We have evaluated the effects of three potent immunosuppressive agents, cyclosporin A (CsA), FK506 and rapamycin, on the murine contact sensitivity (CS) reaction to the hapten trinitrochlorobenzene. Development of CS reaction requires participation of three distinct T cell subsets: αβ+, CD4+ T lymphocytes, which are the classical effector cell of the CS reaction, γδ+ T lymphocytes, and αβ+, double‐negative (CD4− CD8−) T lymphocytes that express the B220 molecule and produce IL‐4. We found that all three drugs inhibit the development of the CS reaction, but they affect different target cells. In fact, rapamycin and FK‐506 block both αβ+, CD4+ and γδ+ T lymphocytes, while CsA inhibits only the αβ+, CD4+ T lymphocyte. None of the three drugs exerted any inhibitory activity on the αβ+, double‐negative (CD4− CD8−) T lymphocytes.
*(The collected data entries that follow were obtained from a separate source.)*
//! End-to-end: schema and seed scripts applied to SQLite, then queried
//! through the model client with eager loading.

mod common;

use std::sync::Arc;

use common::SqliteExecutor;
use pretty_assertions::assert_eq;
use quarry::migrate::ast::build::*;
use quarry::migrate::ast::Node;
use quarry::migrate::{apply_script, generate_schema, generate_seeds};
use quarry::prelude::*;
use quarry::query::Association;

fn t(method: &str, args: Vec<Node>) -> Node {
    send(ident("t"), method, args)
}

fn schema() -> Vec<MigrationSource> {
    vec![
        MigrationSource::new(
            "001",
            vec![call_with_block(
                "create_table",
                vec![sym("users")],
                "t",
                vec![
                    t("string", vec![sym("name"), hash([("null", bool(false))])]),
                    t("boolean", vec![sym("active"), hash([("default", bool(true))])]),
                    t("timestamps", vec![]),
                ],
            )],
        ),
        MigrationSource::new(
            "002",
            vec![call_with_block(
                "create_table",
                vec![sym("posts")],
                "t",
                vec![
                    t("references", vec![sym("user"), hash([("foreign_key", bool(true))])]),
                    t("string", vec![sym("title")]),
                    t("timestamps", vec![]),
                ],
            )],
        ),
        MigrationSource::new(
            "003",
            vec![call_with_block(
                "create_table",
                vec![sym("comments")],
                "t",
                vec![
                    t("references", vec![sym("post")]),
                    t("text", vec![sym("body")]),
                ],
            )],
        ),
    ]
}

fn seeds() -> Vec<Node> {
    let user = |name: &str, active: bool| {
        send(konst("User"), "create!", vec![hash([("name", str(name)), ("active", bool(active))])])
    };
    let post = |user_id: i64, title: &str| {
        send(konst("Post"), "create!", vec![hash([("user_id", int(user_id)), ("title", str(title))])])
    };
    vec![
        Node::If {
            condition: Box::new(send(konst("User"), "exists?", vec![])),
            then: vec![Node::Return { value: None }],
        },
        user("ada", true),
        user("grace", true),
        user("idle", false),
        post(1, "engines"),
        post(1, "notes"),
        post(2, "compilers"),
    ]
}

fn registry() -> Arc<ModelRegistry> {
    let registry = ModelRegistry::builder()
        .register(
            "User",
            ModelMeta::new("users").has_many("posts", "Post", "user_id"),
        )
        .register(
            "Post",
            ModelMeta::new("posts")
                .belongs_to("author", "User", "user_id")
                .has_many("comments", "Comment", "post_id"),
        )
        .register(
            "Comment",
            ModelMeta::new("comments").belongs_to("post", "Post", "post_id"),
        )
        .build()
        .unwrap();
    Arc::new(registry)
}

async fn seeded_client() -> Client<SqliteExecutor> {
    let db = SqliteExecutor::open();
    let options = GeneratorOptions::new(Dialect::SQLite);
    let schema = generate_schema(&schema(), &options).into_strict().unwrap();
    let seeds = generate_seeds(&seeds(), &options).into_strict().unwrap();
    apply_script(&db, &schema).await.unwrap();
    apply_script(&db, &seeds).await.unwrap();
    Client::new(db, registry(), Dialect::SQLite)
}

#[tokio::test]
async fn test_has_many_against_sqlite() {
    let client = seeded_client().await;
    let users = client.model("User").unwrap();

    let rel = Relation::new()
        .r#where([("active", true)])
        .order("id")
        .includes(["posts"]);
    let records = users.find_many(&rel).await.unwrap();

    let titles: Vec<Vec<&str>> = records
        .iter()
        .map(|u| {
            u.association("posts")
                .and_then(Association::as_many)
                .unwrap()
                .iter()
                .filter_map(|p| p.get_str("title"))
                .collect()
        })
        .collect();
    assert_eq!(titles, vec![vec!["engines", "notes"], vec!["compilers"]]);
}

#[tokio::test]
async fn test_nested_and_belongs_to() {
    let client = seeded_client().await;
    client
        .model("Comment")
        .unwrap()
        .create([("post_id", Value::Int(3)), ("body", Value::from("nice"))])
        .await
        .unwrap();

    let posts = client.model("Post").unwrap();
    let rel = Relation::new()
        .order("id")
        .includes([IncludeSpec::from("author"), IncludeSpec::from("comments")]);
    let records = posts.find_many(&rel).await.unwrap();
    assert_eq!(records.len(), 3);

    let authors: Vec<&str> = records
        .iter()
        .map(|p| p.association("author").and_then(Association::as_one).unwrap().get_str("name").unwrap())
        .collect();
    assert_eq!(authors, vec!["ada", "ada", "grace"]);

    let comment_counts: Vec<usize> = records
        .iter()
        .map(|p| p.association("comments").and_then(Association::as_many).unwrap().len())
        .collect();
    assert_eq!(comment_counts, vec![0, 0, 1]);

    // Users -> posts -> comments, two levels deep.
    let users = client.model("User").unwrap();
    let rel = Relation::new()
        .r#where([("name", "grace")])
        .includes([IncludeSpec::from(("posts", ["comments"]))]);
    let grace = users.first(&rel).await.unwrap().unwrap();
    let posts = grace.association("posts").and_then(Association::as_many).unwrap();
    let comments = posts[0].association("comments").and_then(Association::as_many).unwrap();
    assert_eq!(comments[0].get_str("body"), Some("nice"));
}

#[tokio::test]
async fn test_count_find_and_not() {
    let client = seeded_client().await;
    let users = client.model("User").unwrap();

    assert_eq!(users.count(&Relation::new()).await.unwrap(), 3);
    assert_eq!(
        users
            .count(&Relation::new().not([("active", true)]))
            .await
            .unwrap(),
        1
    );

    let grace = users.find(2).await.unwrap();
    assert_eq!(grace.get_str("name"), Some("grace"));

    let err = users.find(99).await.unwrap_err();
    assert!(err.is_not_found());

    let either = Relation::new()
        .r#where([("name", "ada")])
        .or([("name", "idle")]);
    assert_eq!(users.count(&either).await.unwrap(), 2);
}

#[tokio::test]
async fn test_seeds_do_not_duplicate_on_rerun() {
    let db = SqliteExecutor::open();
    let options = GeneratorOptions::new(Dialect::SQLite);
    let schema = generate_schema(&schema(), &options).script;
    let seeds = generate_seeds(&seeds(), &options).script;
    for _ in 0..3 {
        apply_script(&db, &schema).await.unwrap();
        apply_script(&db, &seeds).await.unwrap();
    }
    assert_eq!(db.count("users"), 3);
    assert_eq!(db.count("posts"), 3);
}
Hapten‐immune lymph node cells from mice treated in vivo with CsA or FK506 failed to proliferate and to produce IL‐2 when re‐exposed to the specific antigen in vitro. In contrast, immune lymph node cells from mice that had been treated in vivo with rapamycin gave optimal antigen‐specific proliferation and IL‐2 production in vitro. The implications of these observations are discussed in relation to the use of these immunosuppressive agents for prevention of allograft rejection.